■ What is being asked ■
Lines containing the word "Mutex" are to be copied from the data below.

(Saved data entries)
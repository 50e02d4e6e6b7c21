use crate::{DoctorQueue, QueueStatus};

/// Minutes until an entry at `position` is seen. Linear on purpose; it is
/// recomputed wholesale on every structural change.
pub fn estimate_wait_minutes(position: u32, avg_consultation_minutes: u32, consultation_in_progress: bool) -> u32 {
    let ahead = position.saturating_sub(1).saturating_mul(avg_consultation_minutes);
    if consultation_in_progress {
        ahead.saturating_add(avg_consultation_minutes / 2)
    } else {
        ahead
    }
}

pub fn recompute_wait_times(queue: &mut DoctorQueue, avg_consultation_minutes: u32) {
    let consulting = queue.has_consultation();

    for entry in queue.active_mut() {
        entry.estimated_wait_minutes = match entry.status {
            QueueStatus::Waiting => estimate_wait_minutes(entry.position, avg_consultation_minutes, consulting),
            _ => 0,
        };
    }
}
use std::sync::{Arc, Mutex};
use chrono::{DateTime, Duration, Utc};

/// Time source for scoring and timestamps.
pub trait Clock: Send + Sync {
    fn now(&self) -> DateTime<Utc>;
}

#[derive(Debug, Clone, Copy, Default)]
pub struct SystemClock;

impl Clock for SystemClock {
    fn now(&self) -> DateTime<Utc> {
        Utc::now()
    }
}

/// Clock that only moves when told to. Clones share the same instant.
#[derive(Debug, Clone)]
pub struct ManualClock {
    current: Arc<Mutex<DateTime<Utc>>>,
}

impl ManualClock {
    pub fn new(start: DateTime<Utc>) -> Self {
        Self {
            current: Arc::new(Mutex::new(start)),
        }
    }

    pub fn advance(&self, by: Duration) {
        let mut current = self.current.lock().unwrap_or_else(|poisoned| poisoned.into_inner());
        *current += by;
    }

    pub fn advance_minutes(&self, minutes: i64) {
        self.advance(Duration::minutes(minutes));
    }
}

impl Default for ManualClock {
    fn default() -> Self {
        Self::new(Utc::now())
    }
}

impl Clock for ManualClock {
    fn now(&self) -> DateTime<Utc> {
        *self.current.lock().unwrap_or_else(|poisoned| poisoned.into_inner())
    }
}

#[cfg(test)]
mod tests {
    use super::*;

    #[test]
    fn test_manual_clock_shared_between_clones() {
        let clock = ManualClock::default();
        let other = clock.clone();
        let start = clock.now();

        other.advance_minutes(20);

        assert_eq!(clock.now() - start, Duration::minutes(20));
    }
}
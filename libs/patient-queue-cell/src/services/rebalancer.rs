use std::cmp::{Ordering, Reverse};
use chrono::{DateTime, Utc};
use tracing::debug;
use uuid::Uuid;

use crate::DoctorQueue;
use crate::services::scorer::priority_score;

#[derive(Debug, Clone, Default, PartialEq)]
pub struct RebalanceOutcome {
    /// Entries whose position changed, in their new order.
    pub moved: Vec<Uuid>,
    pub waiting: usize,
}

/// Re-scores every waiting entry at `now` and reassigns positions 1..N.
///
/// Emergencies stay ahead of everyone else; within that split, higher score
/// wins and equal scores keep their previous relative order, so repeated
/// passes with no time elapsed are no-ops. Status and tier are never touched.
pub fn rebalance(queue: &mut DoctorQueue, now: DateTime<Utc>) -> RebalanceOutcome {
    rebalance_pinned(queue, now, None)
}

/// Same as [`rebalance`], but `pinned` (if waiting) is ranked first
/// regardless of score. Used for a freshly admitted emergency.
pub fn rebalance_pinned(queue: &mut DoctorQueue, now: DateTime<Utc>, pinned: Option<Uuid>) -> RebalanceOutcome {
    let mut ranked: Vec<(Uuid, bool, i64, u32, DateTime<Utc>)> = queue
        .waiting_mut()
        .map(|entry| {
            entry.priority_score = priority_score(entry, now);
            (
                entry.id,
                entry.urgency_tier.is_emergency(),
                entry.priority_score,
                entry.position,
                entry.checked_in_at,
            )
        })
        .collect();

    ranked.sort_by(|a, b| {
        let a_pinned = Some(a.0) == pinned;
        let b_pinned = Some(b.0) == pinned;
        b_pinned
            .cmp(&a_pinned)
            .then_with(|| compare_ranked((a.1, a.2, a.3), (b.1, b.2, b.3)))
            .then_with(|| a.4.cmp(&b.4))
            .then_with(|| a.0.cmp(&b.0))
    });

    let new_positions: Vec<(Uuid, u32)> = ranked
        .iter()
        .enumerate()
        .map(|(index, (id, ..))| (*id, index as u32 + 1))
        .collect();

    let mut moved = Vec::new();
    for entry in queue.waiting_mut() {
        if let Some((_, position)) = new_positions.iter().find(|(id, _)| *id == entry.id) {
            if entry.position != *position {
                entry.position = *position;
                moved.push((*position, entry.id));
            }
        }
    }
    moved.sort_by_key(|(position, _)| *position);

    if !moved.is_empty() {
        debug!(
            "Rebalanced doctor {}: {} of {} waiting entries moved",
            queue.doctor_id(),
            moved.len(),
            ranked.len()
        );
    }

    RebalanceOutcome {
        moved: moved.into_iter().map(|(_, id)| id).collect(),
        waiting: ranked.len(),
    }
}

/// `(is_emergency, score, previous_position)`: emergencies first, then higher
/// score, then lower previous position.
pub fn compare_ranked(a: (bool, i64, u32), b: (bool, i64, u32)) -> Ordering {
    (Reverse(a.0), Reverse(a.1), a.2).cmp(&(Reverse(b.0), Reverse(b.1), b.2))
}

■ Result below ■
use std::sync::{Arc, Mutex};
    current: Arc<Mutex<DateTime<Utc>>>,
            current: Arc::new(Mutex::new(start)),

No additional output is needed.